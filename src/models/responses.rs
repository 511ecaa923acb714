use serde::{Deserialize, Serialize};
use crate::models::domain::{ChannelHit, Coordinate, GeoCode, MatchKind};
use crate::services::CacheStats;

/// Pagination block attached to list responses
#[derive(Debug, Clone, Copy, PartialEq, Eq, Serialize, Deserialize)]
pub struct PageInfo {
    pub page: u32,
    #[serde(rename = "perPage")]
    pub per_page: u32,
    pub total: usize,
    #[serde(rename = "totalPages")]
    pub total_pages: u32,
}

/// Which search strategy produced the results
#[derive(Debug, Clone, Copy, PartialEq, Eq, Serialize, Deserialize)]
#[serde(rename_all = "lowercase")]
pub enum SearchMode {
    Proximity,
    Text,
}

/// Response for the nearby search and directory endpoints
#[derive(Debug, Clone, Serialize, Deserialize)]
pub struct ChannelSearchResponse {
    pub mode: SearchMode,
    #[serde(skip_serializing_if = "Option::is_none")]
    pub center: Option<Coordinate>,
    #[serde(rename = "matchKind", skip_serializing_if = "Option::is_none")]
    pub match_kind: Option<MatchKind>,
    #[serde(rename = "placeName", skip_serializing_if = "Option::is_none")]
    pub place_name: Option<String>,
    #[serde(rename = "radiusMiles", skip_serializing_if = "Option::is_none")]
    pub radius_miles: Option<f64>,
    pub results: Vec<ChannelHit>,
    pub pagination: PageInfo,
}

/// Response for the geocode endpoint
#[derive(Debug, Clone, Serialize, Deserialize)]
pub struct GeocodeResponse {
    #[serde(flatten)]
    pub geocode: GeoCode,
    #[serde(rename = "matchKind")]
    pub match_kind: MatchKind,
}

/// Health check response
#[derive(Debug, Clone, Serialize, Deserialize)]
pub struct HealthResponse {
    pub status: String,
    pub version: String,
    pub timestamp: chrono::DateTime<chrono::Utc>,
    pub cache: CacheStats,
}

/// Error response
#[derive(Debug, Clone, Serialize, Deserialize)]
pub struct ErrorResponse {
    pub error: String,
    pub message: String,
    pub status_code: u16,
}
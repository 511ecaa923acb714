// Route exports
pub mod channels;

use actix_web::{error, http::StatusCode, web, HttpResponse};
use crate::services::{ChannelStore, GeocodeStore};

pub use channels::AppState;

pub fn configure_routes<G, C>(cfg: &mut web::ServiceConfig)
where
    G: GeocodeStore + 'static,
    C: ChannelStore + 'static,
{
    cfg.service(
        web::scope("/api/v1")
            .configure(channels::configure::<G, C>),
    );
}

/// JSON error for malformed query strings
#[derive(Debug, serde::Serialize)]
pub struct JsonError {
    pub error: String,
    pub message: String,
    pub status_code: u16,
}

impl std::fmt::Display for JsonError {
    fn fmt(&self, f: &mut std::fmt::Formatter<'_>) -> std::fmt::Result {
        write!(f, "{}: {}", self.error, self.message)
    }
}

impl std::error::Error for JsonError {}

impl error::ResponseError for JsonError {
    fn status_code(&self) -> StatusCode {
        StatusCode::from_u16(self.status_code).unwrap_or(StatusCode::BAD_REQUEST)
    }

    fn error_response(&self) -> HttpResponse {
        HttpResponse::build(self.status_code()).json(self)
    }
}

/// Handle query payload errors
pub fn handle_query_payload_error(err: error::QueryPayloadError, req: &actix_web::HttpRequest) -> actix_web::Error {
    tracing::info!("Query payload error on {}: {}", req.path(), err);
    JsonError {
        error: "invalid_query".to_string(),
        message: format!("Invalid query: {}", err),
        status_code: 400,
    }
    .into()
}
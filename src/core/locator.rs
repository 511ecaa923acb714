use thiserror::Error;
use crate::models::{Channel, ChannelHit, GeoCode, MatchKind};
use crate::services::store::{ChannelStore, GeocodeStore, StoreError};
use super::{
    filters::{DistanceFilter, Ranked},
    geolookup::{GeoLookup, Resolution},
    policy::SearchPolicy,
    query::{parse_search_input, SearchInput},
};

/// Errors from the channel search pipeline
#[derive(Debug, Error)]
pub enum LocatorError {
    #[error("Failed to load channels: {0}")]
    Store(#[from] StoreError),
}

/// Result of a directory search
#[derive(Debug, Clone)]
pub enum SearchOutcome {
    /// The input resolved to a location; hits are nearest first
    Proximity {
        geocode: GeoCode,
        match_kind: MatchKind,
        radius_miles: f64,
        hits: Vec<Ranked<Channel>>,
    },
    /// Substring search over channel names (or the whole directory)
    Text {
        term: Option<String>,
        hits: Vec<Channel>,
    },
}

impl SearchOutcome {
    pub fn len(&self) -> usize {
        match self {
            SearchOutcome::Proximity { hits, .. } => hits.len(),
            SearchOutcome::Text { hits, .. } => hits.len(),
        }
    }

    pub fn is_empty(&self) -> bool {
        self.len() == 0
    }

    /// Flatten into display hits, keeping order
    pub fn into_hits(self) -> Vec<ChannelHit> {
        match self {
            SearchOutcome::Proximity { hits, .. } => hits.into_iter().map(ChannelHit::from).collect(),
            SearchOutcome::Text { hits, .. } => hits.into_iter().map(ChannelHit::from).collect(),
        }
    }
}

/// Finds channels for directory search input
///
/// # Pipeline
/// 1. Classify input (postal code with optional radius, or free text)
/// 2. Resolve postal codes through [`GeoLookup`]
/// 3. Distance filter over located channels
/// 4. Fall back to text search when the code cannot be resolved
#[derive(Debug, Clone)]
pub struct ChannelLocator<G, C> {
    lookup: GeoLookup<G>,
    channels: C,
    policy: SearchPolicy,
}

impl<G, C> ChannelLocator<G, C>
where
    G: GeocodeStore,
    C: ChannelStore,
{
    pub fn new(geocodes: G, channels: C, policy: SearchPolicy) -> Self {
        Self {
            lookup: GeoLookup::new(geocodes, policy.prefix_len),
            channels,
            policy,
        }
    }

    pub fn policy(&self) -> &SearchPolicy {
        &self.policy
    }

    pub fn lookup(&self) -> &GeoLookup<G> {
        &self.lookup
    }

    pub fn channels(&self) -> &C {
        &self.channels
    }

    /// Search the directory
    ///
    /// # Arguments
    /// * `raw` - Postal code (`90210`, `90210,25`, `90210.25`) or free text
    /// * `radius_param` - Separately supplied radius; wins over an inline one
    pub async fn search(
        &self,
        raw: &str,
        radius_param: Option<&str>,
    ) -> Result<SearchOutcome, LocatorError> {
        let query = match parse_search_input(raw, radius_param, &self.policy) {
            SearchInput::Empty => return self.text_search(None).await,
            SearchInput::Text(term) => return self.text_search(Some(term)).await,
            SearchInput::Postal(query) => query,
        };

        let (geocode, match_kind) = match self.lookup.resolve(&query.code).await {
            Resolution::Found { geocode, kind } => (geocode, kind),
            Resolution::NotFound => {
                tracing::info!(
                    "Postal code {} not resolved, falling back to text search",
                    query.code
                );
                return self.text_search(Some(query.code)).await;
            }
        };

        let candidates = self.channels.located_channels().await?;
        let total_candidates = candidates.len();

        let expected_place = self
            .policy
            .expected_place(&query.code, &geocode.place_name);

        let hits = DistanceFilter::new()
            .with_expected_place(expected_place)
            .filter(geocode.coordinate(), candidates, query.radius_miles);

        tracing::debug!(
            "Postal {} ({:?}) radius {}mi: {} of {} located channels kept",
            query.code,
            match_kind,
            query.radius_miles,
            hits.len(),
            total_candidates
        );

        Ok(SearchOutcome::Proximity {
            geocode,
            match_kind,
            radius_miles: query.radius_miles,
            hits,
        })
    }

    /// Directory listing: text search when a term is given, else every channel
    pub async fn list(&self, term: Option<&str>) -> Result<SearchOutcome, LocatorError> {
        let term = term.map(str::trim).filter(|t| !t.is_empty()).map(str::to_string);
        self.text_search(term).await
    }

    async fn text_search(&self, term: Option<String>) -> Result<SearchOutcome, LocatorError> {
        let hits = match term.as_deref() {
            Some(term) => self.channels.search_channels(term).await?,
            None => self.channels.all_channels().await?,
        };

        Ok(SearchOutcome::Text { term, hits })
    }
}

Try it: Each line containing "SearchInput" belongs in the answer; pick these out of the material and copy them.

Answer below:
    query::{parse_search_input, SearchInput},
            SearchInput::Empty => return self.text_search(None).await,
            SearchInput::Text(term) => return self.text_search(Some(term)).await,
            SearchInput::Postal(query) => query,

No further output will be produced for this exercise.